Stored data
####
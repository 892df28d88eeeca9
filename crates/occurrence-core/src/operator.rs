//! Operator definitions.
//!
//! An [`Operator`] is what the engine applies to every marked span inside a motion. There are
//! two shapes:
//!
//! - [`Operator::ReplaySequence`]: a literal host key sequence, replayed once per mark against a
//!   selection covering that mark
//! - [`Operator::Transform`]: a function from an [`OperatorItem`] to a [`Step`] carrying a
//!   [`TransformOutput`], possibly resolving later
//!
//! [`Operator::Config`] wraps either shape with hooks and a batch size.

use std::fmt;
use std::future::Future;
use std::rc::Rc;

use futures_util::FutureExt;
use futures_util::future::LocalBoxFuture;

use crate::host::{AnchorId, BufferId, WindowId};
use crate::pattern::Pattern;
use crate::position::{Location, Span};

/// A possibly-deferred result.
///
/// `Pending` holds a continuation that resolves to another step, so a result may hop through
/// several suspensions before it is `Done` or `Cancelled`.
pub enum Step<T> {
    /// Stop the operation.
    Cancelled,
    /// Not available yet.
    Pending(LocalBoxFuture<'static, Step<T>>),
    /// Available now.
    Done(T),
}

impl<T> Step<T> {
    /// Wrap a future as a pending step.
    pub fn pending<F>(future: F) -> Self
    where
        F: Future<Output = Step<T>> + 'static,
    {
        Self::Pending(future.boxed_local())
    }

    /// Wrap a future producing a plain value.
    pub fn later<F>(future: F) -> Self
    where
        F: Future<Output = T> + 'static,
        T: 'static,
    {
        Self::Pending(future.map(Step::Done).boxed_local())
    }

    /// Wait until the step is settled. `None` means cancelled.
    pub async fn resolve(self) -> Option<T> {
        let mut step = self;
        loop {
            match step {
                Self::Cancelled => return None,
                Self::Done(value) => return Some(value),
                Self::Pending(future) => step = future.await,
            }
        }
    }

    /// Returns `true` if the value (or cancellation) is already known.
    pub fn is_settled(&self) -> bool {
        !matches!(self, Self::Pending(_))
    }
}

impl<T: fmt::Debug> fmt::Debug for Step<T> {
    fn fmt(&self, f: &mut fmt::Formatter<'_>) -> fmt::Result {
        match self {
            Self::Cancelled => f.write_str("Cancelled"),
            Self::Pending(_) => f.write_str("Pending(..)"),
            Self::Done(value) => f.debug_tuple("Done").field(value).finish(),
        }
    }
}

/// What a transform did with one item.
#[derive(Debug, Clone, PartialEq, Eq)]
pub enum TransformOutput {
    /// Nothing to do for this item; it is unmarked.
    Unchanged,
    /// The transform took care of the item itself; it is unmarked.
    Handled,
    /// Replace the item with this text. `'\n'` separates lines.
    Text(String),
    /// Replace the item with these lines. Must not be empty.
    Lines(Vec<String>),
}

impl TransformOutput {
    /// Returns `true` for results that count as "handled" for register activation.
    pub(crate) fn activates_register(&self) -> bool {
        !matches!(self, Self::Unchanged)
    }
}

impl From<String> for TransformOutput {
    fn from(text: String) -> Self {
        Self::Text(text)
    }
}

impl From<&str> for TransformOutput {
    fn from(text: &str) -> Self {
        Self::Text(text.to_string())
    }
}

impl From<Vec<String>> for TransformOutput {
    fn from(lines: Vec<String>) -> Self {
        Self::Lines(lines)
    }
}

impl From<TransformOutput> for Step<TransformOutput> {
    fn from(output: TransformOutput) -> Self {
        Self::Done(output)
    }
}

/// `true` means handled, `false` cancels the whole run.
impl From<bool> for Step<TransformOutput> {
    fn from(handled: bool) -> Self {
        if handled {
            Self::Done(TransformOutput::Handled)
        } else {
            Self::Cancelled
        }
    }
}

/// Transform function.
pub type TransformFn = dyn Fn(&OperatorItem, &OperatorContext) -> Step<TransformOutput>;
/// Before hook. Returning [`Step::Cancelled`] vetoes the run.
pub type BeforeHook = dyn Fn(&[OperatorItem], &OperatorContext) -> Step<()>;
/// After hook, called with the `(id, span)` of every applied edit.
pub type AfterHook = dyn Fn(&[(AnchorId, Span)], &OperatorContext);

/// The operation applied to every marked span.
#[derive(Clone)]
pub enum Operator {
    /// Replay a host key sequence over each mark.
    ReplaySequence(String),
    /// Compute a replacement for each mark.
    Transform(Rc<TransformFn>),
    /// An operator with hooks and batching settings.
    Config(OperatorConfig),
}

impl Operator {
    /// A replay operator.
    pub fn replay(keys: impl Into<String>) -> Self {
        Self::ReplaySequence(keys.into())
    }

    /// A transform operator.
    pub fn transform<F>(f: F) -> Self
    where
        F: Fn(&OperatorItem, &OperatorContext) -> Step<TransformOutput> + 'static,
    {
        Self::Transform(Rc::new(f))
    }

    /// Collapse nested configs. Outer settings win over inner ones.
    pub(crate) fn flatten(&self) -> FlatOperator {
        match self {
            Self::ReplaySequence(keys) => FlatOperator::new(Action::Replay(keys.clone())),
            Self::Transform(f) => FlatOperator::new(Action::Transform(Rc::clone(f))),
            Self::Config(config) => {
                let mut flat = config.operator.flatten();
                if config.before.is_some() {
                    flat.before = config.before.clone();
                }
                if config.after.is_some() {
                    flat.after = config.after.clone();
                }
                if config.batch_size.is_some() {
                    flat.batch_size = config.batch_size;
                }
                flat.uses_register |= config.uses_register;
                flat
            }
        }
    }
}

impl fmt::Debug for Operator {
    fn fmt(&self, f: &mut fmt::Formatter<'_>) -> fmt::Result {
        match self {
            Self::ReplaySequence(keys) => f.debug_tuple("ReplaySequence").field(keys).finish(),
            Self::Transform(_) => f.write_str("Transform(..)"),
            Self::Config(config) => f.debug_tuple("Config").field(config).finish(),
        }
    }
}

impl From<OperatorConfig> for Operator {
    fn from(config: OperatorConfig) -> Self {
        Self::Config(config)
    }
}

/// Hooks and settings around an inner operator.
#[derive(Clone)]
pub struct OperatorConfig {
    /// Runs after collection; may veto.
    pub before: Option<Rc<BeforeHook>>,
    /// Runs after application.
    pub after: Option<Rc<AfterHook>>,
    /// Maximum transforms in flight. Falls back to the engine default.
    pub batch_size: Option<usize>,
    /// Capture the original text of processed items into a register.
    pub uses_register: bool,
    /// The wrapped operator.
    pub operator: Box<Operator>,
}

impl OperatorConfig {
    /// Wrap `operator` with no hooks.
    pub fn new(operator: Operator) -> Self {
        Self {
            before: None,
            after: None,
            batch_size: None,
            uses_register: false,
            operator: Box::new(operator),
        }
    }

    /// Set the before hook.
    pub fn before<F>(mut self, hook: F) -> Self
    where
        F: Fn(&[OperatorItem], &OperatorContext) -> Step<()> + 'static,
    {
        self.before = Some(Rc::new(hook));
        self
    }

    /// Set the after hook.
    pub fn after<F>(mut self, hook: F) -> Self
    where
        F: Fn(&[(AnchorId, Span)], &OperatorContext) + 'static,
    {
        self.after = Some(Rc::new(hook));
        self
    }

    /// Set the batch size.
    pub fn batch_size(mut self, size: usize) -> Self {
        self.batch_size = Some(size);
        self
    }

    /// Capture processed text into the run's register.
    pub fn uses_register(mut self, uses: bool) -> Self {
        self.uses_register = uses;
        self
    }
}

impl fmt::Debug for OperatorConfig {
    fn fmt(&self, f: &mut fmt::Formatter<'_>) -> fmt::Result {
        f.debug_struct("OperatorConfig")
            .field("before", &self.before.is_some())
            .field("after", &self.after.is_some())
            .field("batch_size", &self.batch_size)
            .field("uses_register", &self.uses_register)
            .field("operator", &self.operator)
            .finish()
    }
}

pub(crate) enum Action {
    Replay(String),
    Transform(Rc<TransformFn>),
}

pub(crate) struct FlatOperator {
    pub(crate) action: Action,
    pub(crate) before: Option<Rc<BeforeHook>>,
    pub(crate) after: Option<Rc<AfterHook>>,
    pub(crate) batch_size: Option<usize>,
    pub(crate) uses_register: bool,
}

impl FlatOperator {
    fn new(action: Action) -> Self {
        Self {
            action,
            before: None,
            after: None,
            batch_size: None,
            uses_register: false,
        }
    }
}

/// One marked span handed to an operator.
#[derive(Debug, Clone, PartialEq, Eq)]
pub struct OperatorItem {
    /// Position in collection order.
    pub index: usize,
    /// Anchor id of the mark.
    pub id: AnchorId,
    /// The span the operator works on, including any "around" whitespace.
    pub span: Span,
    /// Text of `span` at collection time.
    pub text: Vec<String>,
}

impl OperatorItem {
    /// The item text with lines joined by `'\n'`.
    pub fn joined(&self) -> String {
        self.text.join("\n")
    }
}

/// How the operator was triggered.
#[derive(Debug, Clone, Copy, Default, PartialEq, Eq)]
pub enum OperatorMode {
    /// From normal mode, over a motion.
    #[default]
    Normal,
    /// Over the visual selection.
    Visual,
    /// As a modifier of a pending operator; the typed count limits the marks processed.
    Pending,
}

/// Read-only state shared with transforms and hooks.
#[derive(Debug, Clone)]
pub struct OperatorContext {
    /// Buffer being operated on.
    pub buffer: BufferId,
    /// Window the operator was triggered from.
    pub window: WindowId,
    /// Trigger mode.
    pub mode: OperatorMode,
    /// Register receiving captured text, if the operator uses one.
    pub register: Option<String>,
    /// `(id, span)` of every collected mark, in collection order.
    pub marks: Vec<(AnchorId, Span)>,
    /// Pattern snapshot at collection time.
    pub patterns: Vec<Pattern>,
}

/// The range that bounds which marks an operator processes.
#[derive(Clone, Default)]
pub enum Motion {
    /// An explicit range.
    Span(Span),
    /// The window's visual selection.
    Selection,
    /// The whole buffer.
    #[default]
    Buffer,
    /// `n` whole lines starting at the cursor line.
    Lines(usize),
    /// Computed from the cursor when the operator runs.
    FromCursor(Rc<dyn Fn(Location) -> Option<Span>>),
}

impl Motion {
    /// A motion computed from the cursor location at execution time.
    pub fn from_cursor<F>(f: F) -> Self
    where
        F: Fn(Location) -> Option<Span> + 'static,
    {
        Self::FromCursor(Rc::new(f))
    }
}

impl fmt::Debug for Motion {
    fn fmt(&self, f: &mut fmt::Formatter<'_>) -> fmt::Result {
        match self {
            Self::Span(span) => f.debug_tuple("Span").field(span).finish(),
            Self::Selection => f.write_str("Selection"),
            Self::Buffer => f.write_str("Buffer"),
            Self::Lines(n) => f.debug_tuple("Lines").field(n).finish(),
            Self::FromCursor(_) => f.write_str("FromCursor(..)"),
        }
    }
}

/// Per-invocation options of [`Session::run_operator`](crate::Session::run_operator).
#[derive(Debug, Clone, Default)]
pub struct RunOptions {
    /// Trigger mode.
    pub mode: OperatorMode,
    /// Register name; defaults to the engine's default register.
    pub register: Option<String>,
    /// Operate on the bare match instead of the match plus adjoining whitespace.
    /// Defaults to [`EngineConfig::inner`](crate::EngineConfig::inner).
    pub inner: Option<bool>,
    /// Range of marks to process.
    pub motion: Motion,
    /// This run is a dot-repeat of the previous one.
    pub repeat: bool,
}

impl RunOptions {
    /// Options operating on `motion` with defaults otherwise.
    pub fn over(motion: Motion) -> Self {
        Self {
            motion,
            ..Self::default()
        }
    }

    /// Set the mode.
    pub fn mode(mut self, mode: OperatorMode) -> Self {
        self.mode = mode;
        self
    }

    /// Set the register.
    pub fn register(mut self, name: impl Into<String>) -> Self {
        self.register = Some(name.into());
        self
    }

    /// Set whether whitespace around matches is excluded.
    pub fn inner(mut self, inner: bool) -> Self {
        self.inner = Some(inner);
        self
    }
}
//! Engine configuration.

use serde::{Deserialize, Serialize};

/// Settings shared by every operator run of a [`Session`](crate::Session).
///
/// Missing fields take their default when deserialized:
///
/// ```
/// use occurrence_core::EngineConfig;
///
/// let config: EngineConfig = serde_json::from_str(r#"{ "batch_size": 4 }"#).unwrap();
/// assert_eq!(config.batch_size, 4);
/// assert_eq!(config.default_register, "\"");
/// ```
#[derive(Debug, Clone, PartialEq, Eq, Serialize, Deserialize)]
#[serde(default)]
pub struct EngineConfig {
    /// Maximum number of transforms in flight. `0` is treated as `1`.
    pub batch_size: usize,
    /// Register used when a run does not name one.
    pub default_register: String,
    /// Let nearest-match searches wrap around the buffer boundary.
    pub wrap: bool,
    /// Operate on bare matches instead of matches plus adjoining whitespace.
    ///
    /// Off by default, so replacing the marked `foo` in `"foo bar"` with `"qux"` gives
    /// `"quxbar"`: the trailing blank belongs to the item. Runs override this with
    /// [`RunOptions::inner`](crate::RunOptions::inner).
    pub inner: bool,
}

impl Default for EngineConfig {
    fn default() -> Self {
        Self {
            batch_size: 16,
            default_register: "\"".to_string(),
            wrap: true,
            inner: false,
        }
    }
}

impl EngineConfig {
    /// The batch size with the `0` case normalized.
    pub fn effective_batch_size(&self, requested: Option<usize>) -> usize {
        requested.unwrap_or(self.batch_size).max(1)
    }
}
//! Anchor positions that follow edits.
//!
//! Anchors are stored as half-open character ranges per namespace and adjusted on every
//! insertion and deletion, the same way style intervals are shifted when text changes. An anchor
//! whose whole range is deleted collapses to an empty range at the deletion point instead of
//! disappearing; only its owner deletes it.

use std::collections::BTreeMap;

use crate::host::{AnchorId, NamespaceId};
use crate::position::SpanKind;

/// One tracked range.
#[derive(Debug, Clone, Copy, PartialEq, Eq)]
pub struct TrackedRange {
    /// Inclusive start character offset.
    pub start: usize,
    /// Exclusive end character offset.
    pub end: usize,
    /// Shape of the span the anchor was created from.
    pub kind: SpanKind,
}

/// Tracked ranges of one buffer, grouped by namespace.
#[derive(Debug, Clone, Default)]
pub struct AnchorStore {
    namespaces: BTreeMap<NamespaceId, BTreeMap<AnchorId, TrackedRange>>,
}

impl AnchorStore {
    /// Create or move an anchor.
    pub fn set(&mut self, namespace: NamespaceId, id: AnchorId, range: TrackedRange) {
        self.namespaces
            .entry(namespace)
            .or_default()
            .insert(id, range);
    }

    /// Current range of an anchor.
    pub fn get(&self, namespace: NamespaceId, id: AnchorId) -> Option<TrackedRange> {
        self.namespaces.get(&namespace)?.get(&id).copied()
    }

    /// Delete an anchor. Returns whether it existed.
    pub fn delete(&mut self, namespace: NamespaceId, id: AnchorId) -> bool {
        self.namespaces
            .get_mut(&namespace)
            .is_some_and(|anchors| anchors.remove(&id).is_some())
    }

    /// Delete every anchor of a namespace.
    pub fn clear(&mut self, namespace: NamespaceId) {
        self.namespaces.remove(&namespace);
    }

    /// Every anchor of a namespace, in id order.
    pub fn iter(
        &self,
        namespace: NamespaceId,
    ) -> impl Iterator<Item = (AnchorId, TrackedRange)> + '_ {
        self.namespaces
            .get(&namespace)
            .into_iter()
            .flat_map(|anchors| anchors.iter().map(|(id, range)| (*id, *range)))
    }

    fn ranges_mut(&mut self) -> impl Iterator<Item = &mut TrackedRange> {
        self.namespaces
            .values_mut()
            .flat_map(|anchors| anchors.values_mut())
    }

    /// Shift anchors for `delta` characters inserted at `pos`.
    pub fn update_for_insertion(&mut self, pos: usize, delta: usize) {
        for range in self.ranges_mut() {
            if range.start >= pos {
                range.start += delta;
                range.end += delta;
            } else if range.end > pos {
                // The insertion lands inside the range; it grows.
                range.end += delta;
            }
        }
    }

    /// Shift anchors for the deletion of `[start, end)`.
    pub fn update_for_deletion(&mut self, start: usize, end: usize) {
        let delta = end - start;
        for range in self.ranges_mut() {
            if range.end <= start {
                continue;
            } else if range.start >= end {
                range.start -= delta;
                range.end -= delta;
            } else if range.start >= start && range.end <= end {
                range.start = start;
                range.end = start;
            } else if range.start < start && range.end > end {
                range.end -= delta;
            } else if range.start < start {
                range.end = start;
            } else {
                range.start = start;
                range.end -= delta;
            }
        }
    }
}

#[cfg(test)]
mod tests {
    use super::*;

    const NS: NamespaceId = NamespaceId(1);

    fn range(start: usize, end: usize) -> TrackedRange {
        TrackedRange {
            start,
            end,
            kind: SpanKind::Char,
        }
    }

    fn store(ranges: &[(usize, usize)]) -> AnchorStore {
        let mut store = AnchorStore::default();
        for (i, (start, end)) in ranges.iter().enumerate() {
            store.set(NS, AnchorId(i as u64), range(*start, *end));
        }
        store
    }

    fn ranges(store: &AnchorStore) -> Vec<(usize, usize)> {
        store.iter(NS).map(|(_, r)| (r.start, r.end)).collect()
    }

    #[test]
    fn test_insertion_shifts_and_grows() {
        let mut store = store(&[(10, 20), (30, 40), (0, 5)]);
        store.update_for_insertion(15, 5);
        assert_eq!(ranges(&store), vec![(10, 25), (35, 45), (0, 5)]);

        // Inserting exactly at a start pushes the whole range.
        store.update_for_insertion(35, 2);
        assert_eq!(ranges(&store), vec![(10, 25), (37, 47), (0, 5)]);
    }

    #[test]
    fn test_deletion_shrinks_and_collapses() {
        let mut store = store(&[(10, 20), (30, 40), (50, 60), (22, 28)]);
        store.update_for_deletion(21, 35);

        assert_eq!(ranges(&store), vec![(10, 20), (21, 26), (36, 46), (21, 21)]);
    }

    #[test]
    fn test_namespaces_are_independent() {
        let mut store = AnchorStore::default();
        store.set(NS, AnchorId(1), range(0, 3));
        store.set(NamespaceId(2), AnchorId(1), range(4, 7));

        assert!(store.delete(NS, AnchorId(1)));
        assert!(!store.delete(NS, AnchorId(1)));
        assert_eq!(store.get(NamespaceId(2), AnchorId(1)), Some(range(4, 7)));

        store.clear(NamespaceId(2));
        assert_eq!(store.iter(NamespaceId(2)).count(), 0);
    }
}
####
◆ **Your goal**: Report only the number of lines in the data above that contain "marks".

◆ **Reply**: 4